Коллаборационизм военнопленных — одна из сложнейших тем военной истории. Для красноармейцев, попавших в германский плен, встать под боевые знамена врага зачастую было единственным способом сохранить свою жизнь. «Учитывая страшные последствия первой военной зимы, когда из 3,9 млн советских военнопленных более двух миллионов умерло от голода и болезней, немцы не испытывали недостатка в «добровольцах».
Таким образом, весной 1942 года в тыловых районах немецких армий и групп армий появилось множество вспомогательных частей, не имевших, как правило, ни четкой организационной структуры, ни штатов… Их функции заключались в охране железнодорожных станций, мостов, автомагистралей, лагерей военнопленных и других объектов, где они были призваны заменить немецкие войска», — пишет Сергей Дробязко.
***
В теме коллаборационизма есть один очень важный фактор — он не возник стихийно и одномоментно, когда германские войска вступили на советскую землю.
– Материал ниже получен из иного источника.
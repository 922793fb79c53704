//! Shell executor for user-initiated `!` commands.
//!
//! Runs commands in a window's working directory and captures output.
//! Bounded in both wall-clock time and captured bytes; the agent process in
//! the pane is never involved.

use std::time::Instant;

use tokio::process::Command;

/// Output beyond this many characters is cut with a marker.
const MAX_CAPTURE_CHARS: usize = 8_000;

/// Result of a shell command execution
pub struct ShellResult {
    pub stdout: String,
    pub stderr: String,
    pub exit_code: Option<i32>,
    pub duration_ms: u64,
}

impl ShellResult {
    /// One text block for delivery: stdout, then stderr, then a non-zero
    /// exit marker.
    pub fn render(&self, command: &str) -> String {
        let mut out = format!("$ {command}\n");
        if !self.stdout.is_empty() {
            out.push_str(&self.stdout);
            if !out.ends_with('\n') {
                out.push('\n');
            }
        }
        if !self.stderr.is_empty() {
            out.push_str(&self.stderr);
            if !out.ends_with('\n') {
                out.push('\n');
            }
        }
        match self.exit_code {
            Some(0) => {}
            Some(code) => out.push_str(&format!("[exit {code}]")),
            None => out.push_str("[no exit status]"),
        }
        out.trim_end().to_string()
    }
}

/// Execute a shell command with a timeout.
///
/// Spawns `sh -c <command>` in the given `cwd` and captures stdout + stderr.
/// Returns after the process exits or the timeout fires.
pub async fn execute(command: &str, cwd: &str, timeout_secs: u64) -> ShellResult {
    let start = Instant::now();

    let result = tokio::time::timeout(
        std::time::Duration::from_secs(timeout_secs),
        run_command(command, cwd),
    )
    .await;

    let duration_ms = start.elapsed().as_millis() as u64;

    match result {
        Ok(Ok((stdout, stderr, exit_code))) => ShellResult {
            stdout: cap(stdout),
            stderr: cap(stderr),
            exit_code: Some(exit_code),
            duration_ms,
        },
        Ok(Err(e)) => ShellResult {
            stdout: String::new(),
            stderr: format!("Failed to execute command: {e}"),
            exit_code: None,
            duration_ms,
        },
        Err(_) => ShellResult {
            stdout: String::new(),
            stderr: format!("Command timed out after {timeout_secs}s"),
            exit_code: None,
            duration_ms,
        },
    }
}

async fn run_command(command: &str, cwd: &str) -> Result<(String, String, i32), std::io::Error> {
    let output = Command::new("sh")
        .arg("-c")
        .arg(command)
        .current_dir(cwd)
        .output()
        .await?;

    let stdout = String::from_utf8_lossy(&output.stdout).into_owned();
    let stderr = String::from_utf8_lossy(&output.stderr).into_owned();
    let exit_code = output.status.code().unwrap_or(-1);

    Ok((stdout, stderr, exit_code))
}

fn cap(text: String) -> String {
    if text.chars().count() <= MAX_CAPTURE_CHARS {
        return text;
    }
    let kept: String = text.chars().take(MAX_CAPTURE_CHARS).collect();
    format!("{kept}\n… (output truncated)")
}

#[cfg(test)]
mod tests {
    use super::*;

    #[tokio::test]
    async fn captures_stdout_and_exit_code() {
        let result = execute("echo hello", "/tmp", 10).await;
        assert_eq!(result.stdout.trim(), "hello");
        assert_eq!(result.exit_code, Some(0));
    }

    #[tokio::test]
    async fn captures_nonzero_exit() {
        let result = execute("exit 3", "/tmp", 10).await;
        assert_eq!(result.exit_code, Some(3));
        assert!(result.render("exit 3").contains("[exit 3]"));
    }

    #[tokio::test]
    async fn runs_in_requested_cwd() {
        let result = execute("pwd", "/tmp", 10).await;
        assert_eq!(result.stdout.trim(), "/tmp");
    }

    #[tokio::test]
    async fn timeout_produces_error_result() {
        let result = execute("sleep 5", "/tmp", 1).await;
        assert_eq!(result.exit_code, None);
        assert!(result.stderr.contains("timed out"));
    }

    #[tokio::test]
    async fn output_is_capped() {
        let result = execute("yes x | head -c 100000", "/tmp", 10).await;
        assert!(result.stdout.chars().count() < 10_000);
        assert!(result.stdout.contains("… (output truncated)"));
    }

    #[test]
    fn render_includes_command_and_streams() {
        let result = ShellResult {
            stdout: "out\n".into(),
            stderr: "err\n".into(),
            exit_code: Some(1),
            duration_ms: 5,
        };
        let text = result.render("make");
        assert!(text.starts_with("$ make"));
        assert!(text.contains("out"));
        assert!(text.contains("err"));
        assert!(text.ends_with("[exit 1]"));
    }
}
Советский коллаборационизм, по мнению историков, был планомерно и расчетливо спровоцирован рейхом, а в т.ч. воспользовавшимся внутриполитическими причинами довоенного времени. Главной целью поначалу было не столько получить бытовую и военную помощь, сколько перессорить советский народ. Так, полковник Хеннинг фон Тресков с единомышленниками изначально предлагал Гитлеру сформировать целую армию под русским командованием.
Таким образом, сам факт его распространения может служить одним из аспектов геноцида советского народа, организованного нацистами. Его проявлением стало и обеспечение бесчеловечных условий, когда пленные и простые жители были вынуждены помогать врагу, чтобы не стать жертвой пыток в концлагерях или умереть от специально организованного голода и распространения болезней.
Напомним, что одним из определений геноцида является «предумышленное создание для какой-либо группы таких жизненных условий, которые рассчитаны на полное или частичное физическое уничтожение её». Одной из форм уничтожения больших групп является стимулирование их к самоуничтожению. Именно это и проходило во время ВОВ в формате вербовки коллаборационистов. Поэтому основная вина лежит, безусловно, не на рядовых исполнителях, а на тех, кто создал для этого условия, принудил к такому выбору.
В то же время в страшных условиях войны миллионы советских граждан — переживших репрессии несколькими годами ранее и голодающих во время войны, потерявших близких в лагерях и последних близких — на фронте: миллионы таких граждан, несмотря ни на какие обиды и испытания, нашли в себе силы сохранить человеческое лицо и воздержаться от любых компромиссных отношений с врагом. Это тихий подвиг советского народа, о котором важно не забывать.